> On Wed, Oct 19, 2022 at 4:35 PM Stanislav Fomichev <sdf@xxxxxxxxxx>
> wrote:
> > On Wed, Oct 19, 2022 at 2:06 PM Dave Thaler <dthaler@xxxxxxxxxxxxx>
> wrote:
> > >
> > > sdf@xxxxxxxxxx wrote:
> > > > > ``BPF_ADD | BPF_X | BPF_ALU`` means::
> > > >
> > > > > - dst_reg = (u32) dst_reg + (u32) src_reg;
> > > > > + dst = (u32) (dst + src)
> > > >
> > > > IIUC, by going from (u32) + (u32) to (u32)(), we want to signal
> > > > that the value will just wrap around?
> > >
> > > Right. In particular the old line could be confusing if one
> > > misinterpreted it as saying that the addition could overflow into a
> > > higher bit. The new line is intended to be unambiguous that the upper 32
> bits are 0.
> > >
> > > > But isn't it more confusing now because it's unclear what the sign
> > > > of the dst/src is (s32 vs u32)?
> > >
> > > As stated the upper 32 bits have to be 0, just as any other u32 assignment.
> >
> > Do we mention somewhere above/below that the operands are unsigned?

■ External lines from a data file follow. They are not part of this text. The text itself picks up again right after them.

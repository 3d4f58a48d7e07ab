//! Resolving `let` bindings

use std::collections::{HashMap, HashSet};

use tracing::{debug, debug_span};

use crate::error::{CompilerError, CompilerResult};
use crate::model::{ComputationModel, ExprId, ExprNode};

/// Bound names in scope; `None` marks a fold variable that shadows an outer binding
type Scope = Vec<(String, Option<ExprId>)>;

/// Replaces every `let` with its body, substituting the bound expression at each use
///
/// Fold accumulators and element variables stay as variables. A binding read inside a fold
/// step stays a `let` unless its value is a leaf, so the value is computed once rather than once
/// per folded element. Nodes are rebuilt copy-on-write, so subtrees shared with other cells are
/// never changed underneath them.
#[derive(Debug, Default)]
pub struct SubstitutionInliner {
    memo: HashMap<ExprId, ExprId>,
    substituted: usize,
}

impl SubstitutionInliner {
    pub fn new() -> Self {
        Self::default()
    }

    /// Returns the number of bindings resolved
    pub fn substitute(&mut self, model: &mut ComputationModel) -> CompilerResult<usize> {
        let span = debug_span!("substitute");
        let _enter = span.enter();

        self.memo.clear();
        self.substituted = 0;
        for id in model.cell_ids() {
            let Some(root) = model.cell(id).expression else {
                continue;
            };
            let resolved = self
                .resolve(model, root, &mut Scope::new())
                .map_err(|e| e.in_cell(model.cell(id).name.clone()))?;
            model.cell_mut(id).expression = Some(resolved);
        }
        debug!(bindings = self.substituted, "resolved let bindings");
        Ok(self.substituted)
    }

    fn resolve(
        &mut self,
        model: &mut ComputationModel,
        id: ExprId,
        scope: &mut Scope,
    ) -> CompilerResult<ExprId> {
        if scope.is_empty() {
            if let Some(done) = self.memo.get(&id) {
                return Ok(*done);
            }
        }

        let result = match model.expr(id).clone() {
            ExprNode::Let { name, value, body } => {
                let value = self.resolve(model, value, scope)?;
                if !is_leaf(model.expr(value)) && read_in_fold_step(model, body, &name) {
                    scope.push((name, None));
                    let body = self.resolve(model, body, scope);
                    scope.pop();
                    model.exprs_mut().rebuild(id, vec![value, body?])
                } else {
                    scope.push((name, Some(value)));
                    let body = self.resolve(model, body, scope);
                    scope.pop();
                    self.substituted += 1;
                    body?
                }
            }
            ExprNode::LetVar(name) => match scope.iter().rev().find(|(n, _)| *n == name) {
                Some((_, Some(value))) => *value,
                Some((_, None)) => id,
                None => {
                    return Err(CompilerError::internal(format!(
                        "variable {} is not bound",
                        name
                    )))
                }
            },
            ExprNode::Fold {
                acc,
                elt,
                seed,
                step,
                when_empty,
                source,
            } => {
                let seed = self.resolve(model, seed, scope)?;
                let when_empty = when_empty
                    .map(|e| self.resolve(model, e, scope))
                    .transpose()?;
                let source = source
                    .into_iter()
                    .map(|s| self.resolve(model, s, scope))
                    .collect::<CompilerResult<Vec<_>>>()?;
                scope.push((acc, None));
                scope.push((elt, None));
                let step = self.resolve(model, step, scope);
                scope.truncate(scope.len() - 2);

                let mut children = vec![seed, step?];
                children.extend(when_empty);
                children.extend(source);
                model.exprs_mut().rebuild(id, children)
            }
            node => {
                let children = node
                    .children()
                    .into_iter()
                    .map(|child| self.resolve(model, child, scope))
                    .collect::<CompilerResult<Vec<_>>>()?;
                model.exprs_mut().rebuild(id, children)
            }
        };

        if scope.is_empty() {
            self.memo.insert(id, result);
        }
        Ok(result)
    }
}

fn is_leaf(node: &ExprNode) -> bool {
    matches!(
        node,
        ExprNode::Constant(_) | ExprNode::CellRef(_) | ExprNode::LetVar(_)
    ) || matches!(node, ExprNode::Operator { args, .. } if args.is_empty())
}

/// Whether `name`, as bound just outside `root`, is read from the step of a fold in `root`
fn read_in_fold_step(model: &ComputationModel, root: ExprId, name: &str) -> bool {
    let mut visited = HashSet::new();
    let mut stack = vec![(root, false)];
    while let Some((id, in_step)) = stack.pop() {
        if !visited.insert((id, in_step)) {
            continue;
        }
        match model.expr(id) {
            ExprNode::LetVar(var) if var == name => {
                if in_step {
                    return true;
                }
            }
            ExprNode::Let {
                name: bound,
                value,
                body,
            } => {
                stack.push((*value, in_step));
                if bound != name {
                    stack.push((*body, in_step));
                }
            }
            ExprNode::Fold {
                acc,
                elt,
                seed,
                step,
                when_empty,
                source,
            } => {
                stack.push((*seed, in_step));
                stack.extend(when_empty.iter().map(|e| (*e, in_step)));
                stack.extend(source.iter().map(|s| (*s, in_step)));
                if acc != name && elt != name {
                    stack.push((*step, true));
                }
            }
            node => stack.extend(node.children().into_iter().map(|c| (c, in_step))),
        }
    }
    false
}

#[cfg(test)]
mod tests {
    use super::*;
    use crate::model::Operator;
    use crate::shape::Shape;
    use formcomp_core::CellIndex;
    use pretty_assertions::assert_eq;

    fn model_with(build: impl FnOnce(&mut ComputationModel) -> ExprId) -> (ComputationModel, crate::model::CellId) {
        let mut model = ComputationModel::new(Shape::new(), Shape::new());
        let cell = model.add_cell(model.root(), "A1", CellIndex::new(0, 0, 0));
        let root = build(&mut model);
        model.cell_mut(cell).expression = Some(root);
        (model, cell)
    }

    fn substituted(model: &mut ComputationModel, cell: crate::model::CellId) -> String {
        SubstitutionInliner::new().substitute(model).unwrap();
        model.describe_expr(model.cell(cell).expression.unwrap())
    }

    #[test]
    fn test_let_is_substituted() {
        let (mut model, cell) = model_with(|model| {
            let two = model.add_expr(ExprNode::constant(2.0));
            let x = model.add_expr(ExprNode::LetVar("x".into()));
            let body = model.add_expr(ExprNode::op(Operator::Times, vec![x, x]));
            model.add_expr(ExprNode::Let {
                name: "x".into(),
                value: two,
                body,
            })
        });
        assert_eq!(substituted(&mut model, cell), "(2 * 2)");
    }

    #[test]
    fn test_inner_binding_shadows() {
        let (mut model, cell) = model_with(|model| {
            let one = model.add_expr(ExprNode::constant(1.0));
            let two = model.add_expr(ExprNode::constant(2.0));
            let x = model.add_expr(ExprNode::LetVar("x".into()));
            let inner = model.add_expr(ExprNode::Let {
                name: "x".into(),
                value: two,
                body: x,
            });
            let body = model.add_expr(ExprNode::op(Operator::Plus, vec![x, inner]));
            model.add_expr(ExprNode::Let {
                name: "x".into(),
                value: one,
                body,
            })
        });
        assert_eq!(substituted(&mut model, cell), "(1 + 2)");
    }

    #[test]
    fn test_fold_variables_shadow_outer_bindings() {
        let (mut model, cell) = model_with(|model| {
            let zero = model.add_expr(ExprNode::constant(0.0));
            let three = model.add_expr(ExprNode::constant(3.0));
            let acc = model.add_expr(ExprNode::LetVar("acc".into()));
            let x = model.add_expr(ExprNode::LetVar("x".into()));
            let step = model.add_expr(ExprNode::op(Operator::Plus, vec![acc, x]));
            let fold = model.add_expr(ExprNode::Fold {
                acc: "acc".into(),
                elt: "x".into(),
                seed: zero,
                step,
                when_empty: None,
                source: vec![x],
            });
            model.add_expr(ExprNode::Let {
                name: "x".into(),
                value: three,
                body: fold,
            })
        });
        assert_eq!(
            substituted(&mut model, cell),
            "fold(acc = 0, x: (acc + x) over 3)"
        );
    }

    #[test]
    fn test_unbound_variable_is_internal_error() {
        let (mut model, _) = model_with(|model| model.add_expr(ExprNode::LetVar("y".into())));
        let err = SubstitutionInliner::new().substitute(&mut model).unwrap_err();
        assert!(matches!(err.root_cause(), CompilerError::Internal(_)));
    }

    #[test]
    fn test_shared_nodes_are_not_mutated() {
        let mut model = ComputationModel::new(Shape::new(), Shape::new());
        let a = model.add_cell(model.root(), "A1", CellIndex::new(0, 0, 0));
        let b = model.add_cell(model.root(), "B1", CellIndex::new(0, 0, 1));
        let x = model.add_expr(ExprNode::LetVar("x".into()));
        let one = model.add_expr(ExprNode::constant(1.0));
        let shared = model.add_expr(ExprNode::op(Operator::Negate, vec![one]));
        let body = model.add_expr(ExprNode::op(Operator::Plus, vec![x, shared]));
        let bound = model.add_expr(ExprNode::Let {
            name: "x".into(),
            value: one,
            body,
        });
        model.cell_mut(a).expression = Some(bound);
        model.cell_mut(b).expression = Some(shared);

        SubstitutionInliner::new().substitute(&mut model).unwrap();
        assert_eq!(model.describe_expr(model.cell(a).expression.unwrap()), "(1 + -1)");
        assert_eq!(model.cell(b).expression, Some(shared));
        assert_eq!(model.expr(body), &ExprNode::op(Operator::Plus, vec![x, shared]));
    }

    #[test]
    fn test_binding_read_per_element_stays_bound() {
        let (mut model, cell) = model_with(|model| {
            let zero = model.add_expr(ExprNode::constant(0.0));
            let five = model.add_expr(ExprNode::constant(5.0));
            let seven = model.add_expr(ExprNode::constant(7.0));
            let offset = model.add_expr(ExprNode::op(Operator::Times, vec![five, seven]));
            let acc = model.add_expr(ExprNode::LetVar("acc".into()));
            let x = model.add_expr(ExprNode::LetVar("x".into()));
            let m = model.add_expr(ExprNode::LetVar("m".into()));
            let diff = model.add_expr(ExprNode::op(Operator::Minus, vec![x, m]));
            let step = model.add_expr(ExprNode::op(Operator::Plus, vec![acc, diff]));
            let fold = model.add_expr(ExprNode::Fold {
                acc: "acc".into(),
                elt: "x".into(),
                seed: zero,
                step,
                when_empty: None,
                source: vec![five, seven],
            });
            let body = model.add_expr(ExprNode::op(Operator::Divide, vec![fold, m]));
            model.add_expr(ExprNode::Let {
                name: "m".into(),
                value: offset,
                body,
            })
        });
        assert_eq!(
            substituted(&mut model, cell),
            "(let m = (5 * 7) in (fold(acc = 0, x: (acc + (x - m)) over 5, 7) / m))"
        );
    }

    #[test]
    fn test_leaf_bindings_are_substituted_into_steps() {
        let (mut model, cell) = model_with(|model| {
            let zero = model.add_expr(ExprNode::constant(0.0));
            let two = model.add_expr(ExprNode::constant(2.0));
            let acc = model.add_expr(ExprNode::LetVar("acc".into()));
            let k = model.add_expr(ExprNode::LetVar("k".into()));
            let step = model.add_expr(ExprNode::op(Operator::Plus, vec![acc, k]));
            let fold = model.add_expr(ExprNode::Fold {
                acc: "acc".into(),
                elt: "x".into(),
                seed: zero,
                step,
                when_empty: None,
                source: vec![two],
            });
            model.add_expr(ExprNode::Let {
                name: "k".into(),
                value: two,
                body: fold,
            })
        });
        assert_eq!(
            substituted(&mut model, cell),
            "fold(acc = 0, x: (acc + 2) over 2)"
        );
    }
}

> > IOW, what prevents me from reading this new format as follows?
> >
> > dst = (u32) ((s32)dst + (s32)src)
>
> The doc mentions it, but I completely agree with you.
> The original line was better.
> Dave, please undo this part.
Nothing prevents you from reading the new format as
dst = (u32) ((s32)dst + (s32)src)
because that implementation wouldn't be wrong.
Below is why, please point out any logic errors if you see any.
Mathematically, all of the following have identical results:
dst = (u32) ((s32)dst + (s32)src)
dst = (u32) ((u32)dst + (u32)src)
dst = (u32) ((s32)dst + (u32)src)
dst = (u32) ((u32)dst + (s32)src)
u32 and s32, once you allow overflow/underflow to wrap within 32 bits, are
mathematical rings (see https://en.wikipedia.org/wiki/Ring_(mathematics) )
meaning they're a circular space where X, X + 2^32, and X - 2^32 are equal.
So (s32)src == (u32)src when the most significant bit is clear, and
(s32)src == (u32)src - 2^32 when the most significant bit is set.
So the sign of the addition operands does not matter here.
What matters is whether you do addition where the result can be
more than 32 bits or not, which is what the new line makes unambiguous
and the old line did not.
Specifically, nothing prevented mis-interpreting the old line as
u64 temp = (u32)dst;
temp += (u32)src;
dst = temp;
which would give the wrong answer since the upper 32-bits might be non-zero.
u64 temp = (s32)dst;
temp += (s32)src;
dst = (u32)temp;
Would however give the correct answer, same as
u64 temp = (u32)dst;
temp += (u32)src;
dst = (u32)temp;
As such, I maintain the old line was bad and the new line is still good.
If you like I can explicitly say
dst = (u32) ((u32)dst + (u32)src)
but as noted above the operand sign is irrelevant once you cast the result.
Let me know if I'm missing anything.
Dave